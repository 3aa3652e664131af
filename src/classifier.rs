//! Per-record hole classification and the per-batch column augmentation built on it.

use std::sync::Arc;

use arrow::array::{Array, ArrayRef, AsArray, BooleanArray};
use arrow::compute::cast;
use arrow::datatypes::{DataType, Field, Schema, SchemaRef};
use arrow::record_batch::RecordBatch;

use crate::common::*;
use crate::payload::parse_holes;

/// Placeholder used in diagnostics for rows whose identifier is null.
const NULL_ID: &str = "<null>";

/// Compute the warning/error flags for one record's holes.
///
/// A hole is over the warning (error) limit when its length exceeds its radius
/// times the warning (error) factor, so a zero-radius hole of any positive
/// length is flagged. An error-level hole always counts as a warning-level hole,
/// even for degenerate negative radii where the two products swap order.
pub fn classify(holes: &[HoleDescriptor], thresholds: &Thresholds) -> HoleFlags {
    let mut flags = HoleFlags::default();
    for hole in holes {
        if !flags.error && hole.length > hole.radius * thresholds.error_factor() {
            flags.error = true;
            flags.warning = true;
        }
        if !flags.warning && hole.length > hole.radius * thresholds.warn_factor() {
            flags.warning = true;
        }
        if flags.warning && flags.error {
            break;
        }
    }
    flags
}

/// Per-batch counters reported back to the orchestrator.
#[derive(Debug, Clone, Copy, Default, PartialEq, Eq)]
pub struct ChunkStats {
    pub rows: usize,
    pub malformed_payloads: usize,
    pub warnings: usize,
    pub errors: usize,
}

/// Schema of a classified batch: the input fields followed by the two flag columns.
pub fn output_schema(input: &Schema) -> SchemaRef {
    let mut fields: Vec<Field> = input.fields().iter().map(|f| f.as_ref().clone()).collect();
    fields.push(Field::new(WARNING_COLUMN, DataType::Boolean, false));
    fields.push(Field::new(ERROR_COLUMN, DataType::Boolean, false));
    Arc::new(Schema::new(fields))
}

/// Classify every row of `batch` and append the two flag columns.
///
/// `schema` must be [`output_schema`] of the batch's schema. Malformed payloads
/// are logged and counted, never returned as errors.
pub fn classify_batch(
    batch: &RecordBatch,
    schema: &SchemaRef,
    config: &ValidatorConfig,
) -> Result<(RecordBatch, ChunkStats), ValidatorError> {
    let ids = column_as_utf8(batch, &config.id_column, |_| true)?;
    let holes = column_as_utf8(batch, &config.holes_column, is_text)?;
    let ids = ids.as_string::<i32>();
    let holes = holes.as_string::<i32>();

    let num_rows = batch.num_rows();
    let mut stats = ChunkStats {
        rows: num_rows,
        ..Default::default()
    };
    let mut warnings = Vec::with_capacity(num_rows);
    let mut errors = Vec::with_capacity(num_rows);

    for row in 0..num_rows {
        let id = if ids.is_null(row) { NULL_ID } else { ids.value(row) };
        let raw = holes.is_valid(row).then(|| holes.value(row));

        let (parsed, malformed) = parse_holes(raw, id);
        let flags = classify(&parsed, &config.thresholds);

        stats.malformed_payloads += malformed as usize;
        stats.warnings += flags.warning as usize;
        stats.errors += flags.error as usize;
        warnings.push(flags.warning);
        errors.push(flags.error);
    }

    let mut columns: Vec<ArrayRef> = batch.columns().to_vec();
    columns.push(Arc::new(BooleanArray::from(warnings)));
    columns.push(Arc::new(BooleanArray::from(errors)));
    let classified = RecordBatch::try_new(schema.clone(), columns)?;

    Ok((classified, stats))
}

fn is_text(data_type: &DataType) -> bool {
    match data_type {
        DataType::Utf8 | DataType::LargeUtf8 | DataType::Utf8View => true,
        DataType::Dictionary(_, values) => is_text(values),
        _ => false,
    }
}

/// Look up `name` in `batch` and view it as a `Utf8` array.
fn column_as_utf8(
    batch: &RecordBatch,
    name: &str,
    accept: impl Fn(&DataType) -> bool,
) -> Result<ArrayRef, ValidatorError> {
    let column = batch
        .column_by_name(name)
        .ok_or_else(|| ValidatorError::MissingColumn {
            name: name.to_string(),
        })?;

    let data_type = column.data_type();
    if *data_type == DataType::Utf8 {
        return Ok(column.clone());
    }
    if !accept(data_type) {
        return Err(ValidatorError::UnsupportedColumnType {
            name: name.to_string(),
            data_type: data_type.clone(),
        });
    }
    Ok(cast(column.as_ref(), &DataType::Utf8)?)
}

━━━━━━━━━━━━━━━━

Work required => Show each line of the material that includes the word "warnings".

Solution for this exercise =>
    pub warnings: usize,
    let mut warnings = Vec::with_capacity(num_rows);
        stats.warnings += flags.warning as usize;
        warnings.push(flags.warning);
    columns.push(Arc::new(BooleanArray::from(warnings)));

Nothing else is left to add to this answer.